Characterization of ceramides by low energy collisional-activated dissociation tandem mass spectrometry with negative-ion electrospray ionization

Negative-ion electrospray ionization tandem quadrupole mass spectrometry provides a useful method for the structural characterization of ceramides. Fragment ions referring to the identities of the fatty acid substituent and of the long chain base of the molecules a-re readily available and the structure of ceramides can be easily determined. A unique fragmentation pathway Which leads to formation of the fatty acid carboxylate anions (RCO2-) Was observed.

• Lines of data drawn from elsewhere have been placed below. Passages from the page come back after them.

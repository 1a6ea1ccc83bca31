//! Post and session lifecycle manager.
//!
//! Posts archive after a window of inactivity, tracked with one debounced
//! timer per post. Sessions expire after a fixed lifetime, tracked in a table
//! that a background sweeper scans. A retention reaper deletes old posts
//! straight from the store on a coarser interval.
//!
//! Request handlers talk to [`Lifecycle`]; the other types are exposed for
//! embedding the pieces separately and for tests.

pub mod archive;
pub mod clock;
pub mod facade;
pub mod metrics;
pub mod reaper;
pub mod registry;
pub mod sessions;

pub use archive::{ArchivalTrigger, ArchiveOutcome};
pub use clock::{AnchoredClock, Clock, ManualClock, SystemClock, TimerSource};
pub use facade::{Lifecycle, ShutdownReport};
pub use metrics::{LifecycleMetrics, MetricsSnapshot};
pub use reaper::{ReapReport, RetentionReaper};
pub use registry::{ExpiryHandler, ExpiryRegistry};
pub use sessions::{SessionEntry, SessionSweeper, SweepReport};
//! Expiry registry: per-post inactivity timers with debounce.
//!
//! Each tracked id owns exactly one entry holding its deadline, a cancelable
//! timer, and the generation number of the arm call that created it. Entries
//! live in a `DashMap`, so every mutation for an id (arm, cancel, fire
//! removal) is serialized by that id's shard lock. The lock is held only for
//! the handle swap, never across the expiry handler's I/O.
//!
//! Firing removes the entry *before* running the handler, and removal only
//! succeeds if the entry still carries the firing timer's generation. This
//! gives two guarantees:
//! - a callback that was superseded by a later `arm` finds a newer generation
//!   and does nothing
//! - a callback that removed its entry cannot be canceled afterwards, so the
//!   handler runs exactly once per entry lifetime

use std::future::Future;
use std::sync::atomic::{AtomicBool, AtomicU64, Ordering};
use std::sync::Arc;
use std::time::Duration;

use chrono::{DateTime, Utc};
use dashmap::mapref::entry::Entry;
use dashmap::DashMap;
use tokio::task::JoinHandle;

use crate::error::{FadeError, Result};
use crate::lifecycle::clock::{chrono_span, Clock, TimerHandle, TimerSource};
use crate::lifecycle::metrics::LifecycleMetrics;

/// Work to run when an entry's window elapses.
///
/// Receives only the id; any state it needs is looked up fresh.
pub trait ExpiryHandler: Send + Sync + 'static {
    fn on_expired(&self, id: String) -> impl Future<Output = ()> + Send;
}

struct ExpiryEntry {
    deadline: DateTime<Utc>,
    generation: u64,
    timer: TimerHandle,
}

struct RegistryInner<H> {
    entries: DashMap<String, ExpiryEntry>,
    handler: H,
    timers: TimerSource,
    clock: Arc<dyn Clock>,
    metrics: Arc<LifecycleMetrics>,
    next_generation: AtomicU64,
    closed: AtomicBool,
}

/// Registry of live expiry timers. Cheap to clone; clones share state.
pub struct ExpiryRegistry<H> {
    inner: Arc<RegistryInner<H>>,
}

impl<H> Clone for ExpiryRegistry<H> {
    fn clone(&self) -> Self {
        Self {
            inner: self.inner.clone(),
        }
    }
}

impl<H: ExpiryHandler> ExpiryRegistry<H> {
    pub fn new(
        handler: H,
        timers: TimerSource,
        clock: Arc<dyn Clock>,
        metrics: Arc<LifecycleMetrics>,
    ) -> Self {
        Self {
            inner: Arc::new(RegistryInner {
                entries: DashMap::new(),
                handler,
                timers,
                clock,
                metrics,
                next_generation: AtomicU64::new(1),
                closed: AtomicBool::new(false),
            }),
        }
    }

    /// Create or replace the entry for `id` with `deadline = now + window`.
    ///
    /// Any previous timer for `id` is canceled before the new one is armed.
    /// Returns the new deadline, or `ShuttingDown` once the registry is closed.
    pub fn arm(&self, id: &str, window: Duration) -> Result<DateTime<Utc>> {
        let inner = &self.inner;
        let generation = inner.next_generation.fetch_add(1, Ordering::Relaxed);
        let deadline = inner.clock.now() + chrono_span(window);

        // The shard lock taken here orders this arm against shutdown and
        // against fire removal for the same id.
        let slot = inner.entries.entry(id.to_owned());
        if inner.closed.load(Ordering::Acquire) {
            return Err(FadeError::ShuttingDown);
        }

        match slot {
            Entry::Occupied(mut occupied) => {
                occupied.get().timer.cancel();
                LifecycleMetrics::incr(&inner.metrics.timers_canceled);
                let timer = self.schedule_fire(id.to_owned(), generation, window);
                occupied.insert(ExpiryEntry {
                    deadline,
                    generation,
                    timer,
                });
                tracing::trace!(id = %id, generation, deadline = %deadline, "re-armed expiry timer");
            }
            Entry::Vacant(vacant) => {
                let timer = self.schedule_fire(id.to_owned(), generation, window);
                vacant.insert(ExpiryEntry {
                    deadline,
                    generation,
                    timer,
                });
                tracing::trace!(id = %id, generation, deadline = %deadline, "armed expiry timer");
            }
        }

        LifecycleMetrics::incr(&inner.metrics.timers_armed);
        Ok(deadline)
    }

    /// Record activity for `id`: postpones its expiry by a full window.
    pub fn on_activity(&self, id: &str, window: Duration) -> Result<DateTime<Utc>> {
        self.arm(id, window)
    }

    /// Cancel and remove the entry for `id`. Returns false if none existed.
    pub fn cancel(&self, id: &str) -> bool {
        match self.inner.entries.remove(id) {
            Some((_, entry)) => {
                entry.timer.cancel();
                LifecycleMetrics::incr(&self.inner.metrics.timers_canceled);
                tracing::trace!(id = %id, "canceled expiry timer");
                true
            }
            None => false,
        }
    }

    /// Expire `id` immediately: drop any pending timer and run the handler.
    ///
    /// Returns false without running anything once the registry is closed.
    pub async fn expire_now(&self, id: &str) -> bool {
        let inner = self.inner.clone();
        let owned = id.to_owned();
        let Some(task) = self.expire_with(id, async move { inner.handler.on_expired(owned).await })
        else {
            return false;
        };
        if let Err(e) = task.await {
            tracing::warn!(id = %id, error = %e, "expiry task failed");
        }
        true
    }

    /// Drop any pending timer for `id` and spawn `run` as a tracked task.
    ///
    /// The closed check, the removal and the spawn all happen under the id's
    /// shard lock, so a concurrent `shutdown` either refuses the call or
    /// finds the task already tracked and waits for it. Returns `None` once
    /// the registry is closed.
    pub fn expire_with<T, F>(&self, id: &str, run: F) -> Option<JoinHandle<T>>
    where
        F: Future<Output = T> + Send + 'static,
        T: Send + 'static,
    {
        let inner = &self.inner;
        let slot = inner.entries.entry(id.to_owned());
        if inner.closed.load(Ordering::Acquire) {
            return None;
        }

        let task = inner.timers.spawn(run);
        if let Entry::Occupied(occupied) = slot {
            let (_, entry) = occupied.remove_entry();
            entry.timer.cancel();
            LifecycleMetrics::incr(&inner.metrics.timers_canceled);
            tracing::trace!(id = %id, "expired ahead of deadline");
        }
        Some(task)
    }

    /// Current deadline for `id`, if it is tracked.
    pub fn deadline(&self, id: &str) -> Option<DateTime<Utc>> {
        self.inner.entries.get(id).map(|entry| entry.deadline)
    }

    pub fn contains(&self, id: &str) -> bool {
        self.inner.entries.contains_key(id)
    }

    pub fn len(&self) -> usize {
        self.inner.entries.len()
    }

    pub fn is_empty(&self) -> bool {
        self.inner.entries.is_empty()
    }

    /// Snapshot of every tracked id.
    pub fn ids(&self) -> Vec<String> {
        self.inner.entries.iter().map(|r| r.key().clone()).collect()
    }

    pub fn handler(&self) -> &H {
        &self.inner.handler
    }

    pub fn is_closed(&self) -> bool {
        self.inner.closed.load(Ordering::Acquire)
    }

    /// Close the registry and cancel every pending timer.
    ///
    /// Later `arm` calls fail with `ShuttingDown`. Returns the number of
    /// timers canceled.
    pub fn shutdown(&self) -> usize {
        let inner = &self.inner;
        inner.closed.store(true, Ordering::Release);

        let mut canceled = 0usize;
        inner.entries.retain(|_, entry| {
            entry.timer.cancel();
            canceled += 1;
            false
        });
        LifecycleMetrics::add(&inner.metrics.timers_canceled, canceled as u64);

        tracing::debug!(canceled, "expiry registry closed");
        canceled
    }

    fn schedule_fire(&self, id: String, generation: u64, after: Duration) -> TimerHandle {
        let weak = Arc::downgrade(&self.inner);
        self.inner.timers.schedule(after, async move {
            if let Some(inner) = weak.upgrade() {
                RegistryInner::fire(inner, id, generation).await;
            }
        })
    }
}

impl<H: ExpiryHandler> RegistryInner<H> {
    async fn fire(self: Arc<Self>, id: String, generation: u64) {
        let removed = self
            .entries
            .remove_if(&id, |_, entry| entry.generation == generation);

        match removed {
            Some((_, entry)) => {
                tracing::debug!(id = %id, deadline = %entry.deadline, "inactivity window elapsed");
                self.handler.on_expired(id).await;
            }
            None => {
                LifecycleMetrics::incr(&self.metrics.stale_fires);
                tracing::trace!(id = %id, generation, "stale expiry timer ignored");
            }
        }
    }
}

This fragmentation is initiated by cleavage of the C2-C3 bond of the LCB to yield a N-acylaminoethanol anion ([RCONHCH2CH2O](-)), followed by rearrangement to a carboxyethylamine ([RCO2CH2CH2NH](-)) intermediate, which further dissociates to a RCO2- ion. This pathway is confirmed by the CAD tandem mass spectrum of the synthetic N-acylaminoethanol standard and of the deuterated analogs of ceramides obtained by H-D exchange. The observation of RCO2- ion species permits an unambiguous identification of the fatty acyl moiety of ceramides. Tandem mass spectrometry methods for characterization of structural isomers of ceramides using product-ion scanning and for identification of specific ceramide subclasses in biological mixtures using neutral loss scanning are also demonstrated. (J Am Soc Mass Spectrom 2002, 13, 558-570) (C) 2002 American Society for Mass Spectrometry.